Several of the places I’ve lived, including San Francisco, have had Japanese tea gardens, and I have always found a kind of unrushed deliberateness in them. Everything is precise and orderly, and yet at the same time relaxing.
Within these calm environments, some of my most treasured memories are of the koi. They move slowly and deliberately through the water– only to suddenly grab a fleck of something tasty from the surface and dart back down with a splash! Their Japanese name, nishikigoi, means “brocaded carp.” This is appropriate, as they are bred from common carp, and are kept for their beautiful, often patterned, colors. Also, the Japanese word koi (which means simply “carp”) sounds the same as the Japanese word for affection or love. For this reason, koi have become symbols of love and friendship in Japan.

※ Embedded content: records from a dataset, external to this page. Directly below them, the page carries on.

//! Key-value storage port, the stand-in for a browser's local storage.

use std::collections::BTreeMap;
use std::collections::HashMap;
use std::path::{Path, PathBuf};

use anyhow::{Context, Result};

/// Opaque string blobs under string keys.
pub trait KeyValueStore: Send {
    fn get(&self, key: &str) -> Option<String>;

    fn set(&mut self, key: &str, value: &str) -> Result<()>;

    /// Removing a missing key is not an error.
    fn remove(&mut self, key: &str) -> Result<()>;
}

impl<T: KeyValueStore + ?Sized> KeyValueStore for Box<T> {
    fn get(&self, key: &str) -> Option<String> {
        (**self).get(key)
    }

    fn set(&mut self, key: &str, value: &str) -> Result<()> {
        (**self).set(key, value)
    }

    fn remove(&mut self, key: &str) -> Result<()> {
        (**self).remove(key)
    }
}

/// Store that lives only as long as the value does.
#[derive(Debug, Default, Clone)]
pub struct MemoryStore {
    entries: HashMap<String, String>,
}

impl MemoryStore {
    pub fn new() -> Self {
        Self::default()
    }

    pub fn len(&self) -> usize {
        self.entries.len()
    }

    pub fn is_empty(&self) -> bool {
        self.entries.is_empty()
    }
}

impl KeyValueStore for MemoryStore {
    fn get(&self, key: &str) -> Option<String> {
        self.entries.get(key).cloned()
    }

    fn set(&mut self, key: &str, value: &str) -> Result<()> {
        self.entries.insert(key.to_string(), value.to_string());
        Ok(())
    }

    fn remove(&mut self, key: &str) -> Result<()> {
        self.entries.remove(key);
        Ok(())
    }
}

/// Store persisted as a single JSON object file. Every write rewrites the file.
pub struct FileStore {
    path: PathBuf,
    entries: BTreeMap<String, String>,
}

impl FileStore {
    /// Open the store at `path`. Missing or unreadable file = empty store.
    pub fn open(path: &Path) -> Self {
        let entries = match std::fs::read_to_string(path) {
            Ok(contents) if !contents.trim().is_empty() => serde_json::from_str(&contents)
                .unwrap_or_else(|e| {
                    tracing::warn!("Failed to parse store file {}: {e}", path.display());
                    BTreeMap::new()
                }),
            _ => BTreeMap::new(),
        };
        Self {
            path: path.to_path_buf(),
            entries,
        }
    }

    pub fn path(&self) -> &Path {
        &self.path
    }

    fn flush(&self) -> Result<()> {
        if let Some(parent) = self.path.parent() {
            std::fs::create_dir_all(parent).with_context(|| {
                format!("failed to create store directory '{}'", parent.display())
            })?;
        }
        let json = serde_json::to_string_pretty(&self.entries)?;
        std::fs::write(&self.path, json)
            .with_context(|| format!("failed to write store '{}'", self.path.display()))?;
        Ok(())
    }
}

impl KeyValueStore for FileStore {
    fn get(&self, key: &str) -> Option<String> {
        self.entries.get(key).cloned()
    }

    fn set(&mut self, key: &str, value: &str) -> Result<()> {
        self.entries.insert(key.to_string(), value.to_string());
        self.flush()
    }

    fn remove(&mut self, key: &str) -> Result<()> {
        if self.entries.remove(key).is_some() {
            self.flush()?;
        }
        Ok(())
    }
}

Varieties Over two hundred years of breeding, these beautiful fish have gained astonishing variety in their coloration. Colors can include white, black, red, orange, yellow, blue, and cream, or a combination of several. They can be spotted, splotched (my favorite), lined, patterned, or have a highlight color picking out the edges of their scales. Varieties of koi are mostly distinguished by their color and markings:
- Kohaku—white with large red markings on top. This variety was the first to be developed in 19th century Japan.
- Taisho Sanshoku—like Kohaku, but with additional black markings.
- Showa Sanshoku—black with red and white markings
- Tancho—this is a special name for any koi with a single red patch on its head.
- Chagoi (“tea-colored”)—earth-toned, including dark green, brown, copper, or bronze.
- Asagi—light blue on top, red, yellow, or cream-colored below.
- Utsurimono—black with white, red, or yellow markings, frequently in zebra stripes.
- Bekko (“tortoise shell”)—white, red, or yellow with black markings.
- Goshiki—dark with patterned red markings, sometimes in fishnet pattern.
- Shusui (“autumn green”)—pale blue-gray above, with red or orange below and on the cheeks.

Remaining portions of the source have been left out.